Each day, my alarm went off at 5:50am.  I pressed snooze once and got out of bed at 6:00am.  I brushed my teeth, put on my gym shoes, pulled back my hair, grabbed my water bottle and gym bag, and headed to the gym.  I was in the gym by 6:15am (there is a gym in our apartment complex).  I exercised until 7:00am, at which time I returned to my apartment, showered, got ready, ate breakfast, left for work by 7:40am, and got to work at about 8:00am.  

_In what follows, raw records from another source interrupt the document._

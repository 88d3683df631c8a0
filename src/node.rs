//! Document tree model shared by the style pipeline.
//!
//! A tree is generic over its style payload so the same shape carries raw
//! declarations on the way in ([`SourceNode`]) and flattened styles on the
//! way out ([`StyledNode`]).

use std::fmt;
use std::ops::Deref;

use serde::de::{self, Deserializer};
use serde::ser::{SerializeSeq, Serializer};
use serde::{Deserialize, Serialize};
use serde_json::{Map, Value};
use smallvec::SmallVec;

/// Raw style assignments authored on one node, keyed by property name.
pub type Declaration = Map<String, Value>;

/// Flattened property map produced by a [`StyleResolver`](crate::StyleResolver).
pub type ResolvedStyle = Map<String, Value>;

/// Node carrying raw declarations, as ingested.
pub type SourceNode = Node<StyleDeclarations>;

/// Node carrying a resolved style, as emitted.
pub type StyledNode = Node<ResolvedStyle>;

/// Document root carrying raw declarations.
pub type SourceDocument = Document<StyleDeclarations>;

/// Document root whose pages carry resolved styles.
pub type StyledDocument = Document<ResolvedStyle>;

/// Document primitive kind.
#[derive(Clone, Debug, PartialEq, Eq, Hash, PartialOrd, Ord)]
pub enum NodeKind {
    /// Page container; direct child of the document root.
    Page,
    /// Generic block container.
    View,
    /// Text block.
    Text,
    /// Raw text leaf inside a text block.
    TextInstance,
    /// Hyperlink.
    Link,
    /// Raster or vector image.
    Image,
    /// Annotation note.
    Note,
    /// Custom-painted canvas.
    Canvas,
    /// Inline SVG root.
    Svg,
    /// Form field.
    Field,
    /// Kind this layer has no special handling for.
    Other(Box<str>),
}

impl NodeKind {
    /// Wire name used in serialized trees.
    pub fn as_str(&self) -> &str {
        match self {
            Self::Page => "PAGE",
            Self::View => "VIEW",
            Self::Text => "TEXT",
            Self::TextInstance => "TEXT_INSTANCE",
            Self::Link => "LINK",
            Self::Image => "IMAGE",
            Self::Note => "NOTE",
            Self::Canvas => "CANVAS",
            Self::Svg => "SVG",
            Self::Field => "FIELD",
            Self::Other(name) => name,
        }
    }

    /// Parse a wire name. Unknown names become [`NodeKind::Other`].
    pub fn from_name(name: &str) -> Self {
        match name {
            "PAGE" => Self::Page,
            "VIEW" => Self::View,
            "TEXT" => Self::Text,
            "TEXT_INSTANCE" => Self::TextInstance,
            "LINK" => Self::Link,
            "IMAGE" => Self::Image,
            "NOTE" => Self::Note,
            "CANVAS" => Self::Canvas,
            "SVG" => Self::Svg,
            "FIELD" => Self::Field,
            other => Self::Other(other.into()),
        }
    }

    /// Whether this node is a hyperlink.
    pub fn is_link(&self) -> bool {
        matches!(self, Self::Link)
    }
}

impl fmt::Display for NodeKind {
    fn fmt(&self, f: &mut fmt::Formatter<'_>) -> fmt::Result {
        f.write_str(self.as_str())
    }
}

impl Serialize for NodeKind {
    fn serialize<S: Serializer>(&self, serializer: S) -> Result<S::Ok, S::Error> {
        serializer.serialize_str(self.as_str())
    }
}

impl<'de> Deserialize<'de> for NodeKind {
    fn deserialize<D: Deserializer<'de>>(deserializer: D) -> Result<Self, D::Error> {
        let name = String::deserialize(deserializer)?;
        Ok(Self::from_name(&name))
    }
}

/// Page orientation.
#[derive(Clone, Copy, Debug, Default, PartialEq, Eq, Hash, Serialize, Deserialize)]
#[serde(rename_all = "lowercase")]
pub enum Orientation {
    /// Taller than wide.
    #[default]
    Portrait,
    /// Wider than tall.
    Landscape,
}

impl Orientation {
    /// Wire name.
    pub fn as_str(self) -> &'static str {
        match self {
            Self::Portrait => "portrait",
            Self::Landscape => "landscape",
        }
    }

    /// Parse a wire name, ignoring ASCII case.
    pub fn from_name(name: &str) -> Option<Self> {
        if name.eq_ignore_ascii_case("portrait") {
            Some(Self::Portrait)
        } else if name.eq_ignore_ascii_case("landscape") {
            Some(Self::Landscape)
        } else {
            None
        }
    }
}

impl fmt::Display for Orientation {
    fn fmt(&self, f: &mut fmt::Formatter<'_>) -> fmt::Result {
        f.write_str(self.as_str())
    }
}

/// Ordered declaration list in merge order (later entries win ties).
///
/// Ingestion accepts a single object, an array of objects, or nothing;
/// all three normalize into this one shape.
#[derive(Clone, Debug, Default, PartialEq)]
pub struct StyleDeclarations {
    entries: SmallVec<[Declaration; 2]>,
}

impl StyleDeclarations {
    /// Empty list.
    pub fn new() -> Self {
        Self::default()
    }

    /// List holding one declaration.
    pub fn single(declaration: Declaration) -> Self {
        let mut entries = SmallVec::new();
        entries.push(declaration);
        Self { entries }
    }

    /// Append a declaration at the end of merge order.
    pub fn push(&mut self, declaration: Declaration) {
        self.entries.push(declaration);
    }

    /// Last declared value for `property` in merge order.
    pub fn declared(&self, property: &str) -> Option<&Value> {
        self.entries
            .iter()
            .rev()
            .find_map(|declaration| declaration.get(property))
    }

    /// Iterate declarations in merge order.
    pub fn iter(&self) -> impl Iterator<Item = &Declaration> {
        self.entries.iter()
    }
}

impl Deref for StyleDeclarations {
    type Target = [Declaration];

    fn deref(&self) -> &Self::Target {
        &self.entries
    }
}

impl From<Declaration> for StyleDeclarations {
    fn from(declaration: Declaration) -> Self {
        Self::single(declaration)
    }
}

impl From<Vec<Declaration>> for StyleDeclarations {
    fn from(entries: Vec<Declaration>) -> Self {
        Self {
            entries: SmallVec::from_vec(entries),
        }
    }
}

impl FromIterator<Declaration> for StyleDeclarations {
    fn from_iter<I: IntoIterator<Item = Declaration>>(iter: I) -> Self {
        Self {
            entries: iter.into_iter().collect(),
        }
    }
}

impl Serialize for StyleDeclarations {
    fn serialize<S: Serializer>(&self, serializer: S) -> Result<S::Ok, S::Error> {
        let mut seq = serializer.serialize_seq(Some(self.entries.len()))?;
        for declaration in &self.entries {
            seq.serialize_element(declaration)?;
        }
        seq.end()
    }
}

#[derive(Deserialize)]
#[serde(untagged)]
enum RawStyle {
    One(Declaration),
    Many(Vec<Option<Declaration>>),
}

impl<'de> Deserialize<'de> for StyleDeclarations {
    fn deserialize<D: Deserializer<'de>>(deserializer: D) -> Result<Self, D::Error> {
        let raw = Option::<RawStyle>::deserialize(deserializer).map_err(|_| {
            de::Error::custom("style must be an object, an array of objects, or null")
        })?;
        Ok(match raw {
            None => Self::new(),
            Some(RawStyle::One(declaration)) => Self::single(declaration),
            Some(RawStyle::Many(entries)) => entries.into_iter().flatten().collect(),
        })
    }
}

/// One node of the document tree.
///
/// Only `type`, `style` and `children` are typed. Everything else, including
/// `props` and the measured `box`, stays in [`Node::fields`] exactly as
/// ingested and is read on demand.
#[derive(Clone, Debug, PartialEq, Serialize, Deserialize)]
pub struct Node<S> {
    /// Primitive kind.
    #[serde(rename = "type")]
    pub kind: NodeKind,
    /// Raw declarations on input, resolved style on output.
    #[serde(default)]
    pub style: S,
    /// Child nodes. `None` for leaves; `Some(vec![])` is a branch with no children yet.
    #[serde(default, skip_serializing_if = "Option::is_none")]
    pub children: Option<Vec<Node<S>>>,
    /// Every other field, passed through untouched.
    #[serde(flatten)]
    pub fields: Map<String, Value>,
}

impl<S: Default> Node<S> {
    /// Leaf node of `kind` with default style and nothing else set.
    pub fn leaf(kind: NodeKind) -> Self {
        Self {
            kind,
            style: S::default(),
            children: None,
            fields: Map::new(),
        }
    }

    /// Branch node of `kind` holding `children`.
    pub fn branch(kind: NodeKind, children: Vec<Node<S>>) -> Self {
        Self {
            children: Some(children),
            ..Self::leaf(kind)
        }
    }
}

impl<S> Node<S> {
    /// Replace the style payload.
    pub fn with_style(mut self, style: S) -> Self {
        self.style = style;
        self
    }

    /// Set the `props` object.
    pub fn with_props(mut self, props: Map<String, Value>) -> Self {
        self.fields.insert("props".into(), Value::Object(props));
        self
    }

    /// Set the measured `box` object.
    pub fn with_box(mut self, layout_box: Map<String, Value>) -> Self {
        self.fields.insert("box".into(), Value::Object(layout_box));
        self
    }

    /// The `props` field, when it is an object.
    pub fn props(&self) -> Option<&Map<String, Value>> {
        self.fields.get("props").and_then(Value::as_object)
    }

    /// The measured `box` field, when it is an object.
    pub fn layout_box(&self) -> Option<&Map<String, Value>> {
        self.fields.get("box").and_then(Value::as_object)
    }

    /// Copy every field except style and children, which are supplied.
    pub fn rebuild<T>(&self, style: T, children: Option<Vec<Node<T>>>) -> Node<T> {
        Node {
            kind: self.kind.clone(),
            style,
            children,
            fields: self.fields.clone(),
        }
    }

    /// Total nodes in this subtree, including `self`.
    pub fn subtree_len(&self) -> usize {
        1 + self
            .children
            .iter()
            .flatten()
            .map(Node::subtree_len)
            .sum::<usize>()
    }
}

/// Document root. It has no style of its own; its children are pages.
///
/// An explicit `"children": null` is read as no children field, so it is
/// omitted on output like an absent one.
#[derive(Clone, Debug, Default, PartialEq, Serialize, Deserialize)]
pub struct Document<S> {
    /// Pages, when any have been built.
    #[serde(default, skip_serializing_if = "Option::is_none")]
    pub children: Option<Vec<Node<S>>>,
    /// Any other root fields, passed through untouched.
    #[serde(flatten)]
    pub fields: Map<String, Value>,
}

impl<S> Document<S> {
    /// Root holding `pages`.
    pub fn with_pages(pages: Vec<Node<S>>) -> Self {
        Self {
            children: Some(pages),
            fields: Map::new(),
        }
    }

    /// Number of pages (zero when the root has no children field).
    pub fn page_count(&self) -> usize {
        self.children.as_ref().map_or(0, Vec::len)
    }
}

impl SourceDocument {
    /// Parse a document from JSON text.
    pub fn from_json(json: &str) -> Result<Self, DocumentError> {
        serde_json::from_str(json).map_err(DocumentError::from)
    }

    /// Parse a document from a JSON value.
    pub fn from_value(value: Value) -> Result<Self, DocumentError> {
        serde_json::from_value(value).map_err(DocumentError::from)
    }
}

/// Failure to ingest a document tree.
#[derive(Debug)]
pub struct DocumentError {
    /// Stable machine-readable code.
    pub code: &'static str,
    source: serde_json::Error,
}

impl DocumentError {
    /// 1-based line of the failure, when known.
    pub fn line(&self) -> usize {
        self.source.line()
    }
}

impl From<serde_json::Error> for DocumentError {
    fn from(source: serde_json::Error) -> Self {
        let code = if source.is_syntax() || source.is_eof() {
            "DOCUMENT_SYNTAX"
        } else if source.is_io() {
            "DOCUMENT_IO"
        } else {
            "DOCUMENT_SHAPE"
        };
        Self { code, source }
    }
}

impl fmt::Display for DocumentError {
    fn fmt(&self, f: &mut fmt::Formatter<'_>) -> fmt::Result {
        write!(f, "{}: {}", self.code, self.source)
    }
}

impl std::error::Error for DocumentError {
    fn source(&self) -> Option<&(dyn std::error::Error + 'static)> {
        Some(&self.source)
    }
}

Monday- strength conditioning with a lot of lunges/squats
Tuesday- 5k run outside
Wednesday- total body strength conditioning with light free weights
Thursday- 25 laps swimming
Friday- upper body strength conditioning

The results of this pilot study support my hypothesis and provide proof that I am able to succeed in completing morning workouts.  In contrast to my previous attempts at morning workouts, the modifications I made this time worked.  In particular, key tricks for me included sleeping in my gym clothes, being realistic with myself about what time I needed to get up, staying consistent in the time I got up, and not allowing any excuses (even when I went to bed late).  Perhaps even more impressive was that I was able to convince myself to wake up and get out of bed while my husband continued to sleep (and on a couple occasions was still in bed when I got back from the gym).  Although he did not join me, he asked me each day how my workout went and would tell me he was impressed.  His encouragement was helpful.  It was also helpful to tell other people about my experiment- once I told somebody else, I felt like I had to commit to my morning workout so to not let them down or go back on my word.          

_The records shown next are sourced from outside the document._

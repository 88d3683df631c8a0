//! Per-page rendering context.

use serde::{Deserialize, Serialize};
use serde_json::Value;

use crate::node::{Orientation, SourceNode};
use crate::options::PageDefaults;
use crate::units::absolute_length;

/// Environment for resolving relative units on one page.
///
/// Built once per page and shared read-only by every node under it.
#[derive(Clone, Copy, Debug, PartialEq, Serialize, Deserialize)]
#[serde(rename_all = "camelCase")]
pub struct PageContext {
    /// Page width in points, when known.
    pub width: Option<f32>,
    /// Page height in points, when known.
    pub height: Option<f32>,
    /// Page orientation.
    pub orientation: Orientation,
    /// Device resolution.
    pub dpi: f32,
    /// Base font size for `rem` units.
    pub rem_base: f32,
}

impl PageContext {
    /// Context with no dimensions and the given fallbacks.
    pub fn from_defaults(defaults: &PageDefaults) -> Self {
        Self {
            width: None,
            height: None,
            orientation: defaults.orientation,
            dpi: defaults.dpi,
            rem_base: defaults.rem_base,
        }
    }
}

impl Default for PageContext {
    fn default() -> Self {
        Self::from_defaults(&PageDefaults::default())
    }
}

/// Derive the context for `page`.
///
/// Dimensions prefer the measured box over declared style; everything else
/// prefers the page's own value over `defaults`. Declared dimensions and
/// `fontSize` may be numbers or absolute lengths (`pt`, `px`, `in`, `mm`,
/// `cm`). A value that cannot be interpreted counts as absent, and a
/// dimension found nowhere is left `None`.
pub fn page_context(page: &SourceNode, defaults: &PageDefaults) -> PageContext {
    let props = page.props();
    let dpi = props
        .and_then(|props| props.get("dpi"))
        .and_then(positive_number)
        .unwrap_or(defaults.dpi);
    let orientation = props
        .and_then(|props| props.get("orientation"))
        .and_then(Value::as_str)
        .and_then(Orientation::from_name)
        .unwrap_or(defaults.orientation);

    let width = measured(page, "width").or_else(|| declared_length(page, "width", dpi));
    let height = measured(page, "height").or_else(|| declared_length(page, "height", dpi));
    if width.is_none() || height.is_none() {
        log::debug!(
            "page dimensions unresolved (width={:?} height={:?}); deferring to layout",
            width,
            height
        );
    }

    PageContext {
        width,
        height,
        orientation,
        dpi,
        rem_base: declared_length(page, "fontSize", dpi).unwrap_or(defaults.rem_base),
    }
}

fn positive_number(value: &Value) -> Option<f32> {
    let number = match value {
        Value::Number(n) => n.as_f64()?,
        Value::String(text) => text.trim().parse::<f64>().ok()?,
        _ => return None,
    };
    (number.is_finite() && number > 0.0).then_some(number as f32)
}

fn measured(page: &SourceNode, dimension: &str) -> Option<f32> {
    page.layout_box()?
        .get(dimension)?
        .as_f64()
        .map(|v| v as f32)
}

fn declared_length(page: &SourceNode, property: &str, dpi: f32) -> Option<f32> {
    let value = page.style.declared(property)?;
    let points = absolute_length(value, dpi);
    if points.is_none() {
        log::debug!("page {} {} is not an absolute length; ignored", property, value);
    }
    points.map(|v| v as f32)
}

I noticed that I am much slower (in terms of running speed) and weaker (in terms of weights) than during my evening workouts, but that is to be expected.  I did not eat prior to my workouts, which was a mistake.  During my 5k run on Tuesday morning, I felt a little lightheaded a couple times, likely due to not eating (and the rising heat outside).  In the future, I should make an effort to eat at least little something prior to exercising (like a banana). 

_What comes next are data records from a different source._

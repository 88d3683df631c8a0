//! Per-page style resolution for paged document trees.
//!
//! Takes a document whose top-level children are pages, derives a
//! [`PageContext`] for each page, and resolves every node's raw declarations
//! into a flattened style through a caller-supplied [`StyleResolver`].
//! The input tree is never mutated; a structurally identical tree is returned.
//!
//! ```
//! use page_styles::{resolve_styles, Declaration, PageContext, ResolvedStyle, SourceDocument, StyleOptions};
//! use serde_json::json;
//!
//! let doc = SourceDocument::from_value(json!({
//!     "children": [{
//!         "type": "PAGE",
//!         "style": { "width": 612, "height": 792 },
//!         "children": [{ "type": "LINK", "style": { "color": "red" } }]
//!     }]
//! }))
//! .unwrap();
//!
//! let merge = |_: &PageContext, decls: &[Declaration]| -> Result<ResolvedStyle, ()> {
//!     Ok(decls.iter().flat_map(|d| d.clone()).collect())
//! };
//! let styled = resolve_styles(&merge, &doc, &StyleOptions::default()).unwrap();
//! let pages = styled.children.unwrap();
//! let link = &pages[0].children.as_ref().unwrap()[0];
//! assert_eq!(link.style["color"], "red");
//! assert_eq!(link.style["textDecoration"], "underline");
//! ```

#![cfg_attr(
    not(test),
    deny(
        clippy::disallowed_methods,
        clippy::expect_used,
        clippy::unwrap_used,
        clippy::panic,
        clippy::panic_in_result_fn,
        clippy::todo,
        clippy::unimplemented
    )
)]

mod context;
mod node;
mod options;
mod resolve;
mod units;

pub use context::{page_context, PageContext};
pub use node::{
    Declaration, Document, DocumentError, Node, NodeKind, Orientation, ResolvedStyle,
    SourceDocument, SourceNode, StyleDeclarations, StyledDocument, StyledNode,
};
pub use options::{KindDefaults, PageDefaults, StyleOptions};
#[cfg(feature = "parallel")]
pub use resolve::resolve_styles_parallel;
pub use resolve::{
    effective_declarations, resolve_node_styles, resolve_page_styles, resolve_styles,
    StyleResolver,
};
pub use units::{absolute_length, parse_length, Unit, POINTS_PER_INCH};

I noticed myself feeling like the morning moved very slowly at work- 9:30am felt like it should have been noon.  I started getting hungry for lunch at 10:30am, despite having a full breakfast.  In the evenings, I think I felt more tired than normal because I was getting up earlier.  It did feel good knowing that after a long day working I did not have to come home and convince myself to go to the gym; I could simply come home and relax.  I also did not feel pressured to end my workday at a particular time; this was beneficial because in these next couple months, I may have a few longer work days than normal as everyone tries to finish projects for an abstract deadline in the beginning of September.

In conclusion, this pilot study was a success, and I was able to complete 5 consecutive morning workouts.  I can't say I've become a morning exerciser (or a morning person in general) or that I love morning workouts, but I've taken a step in the right direction.  Future studies will include a longer time point to determine whether I can make morning workouts a part of my daily routine.  I aspire to become the type of person who enjoys morning workouts.

What are your tips on how to become a morning exerciser?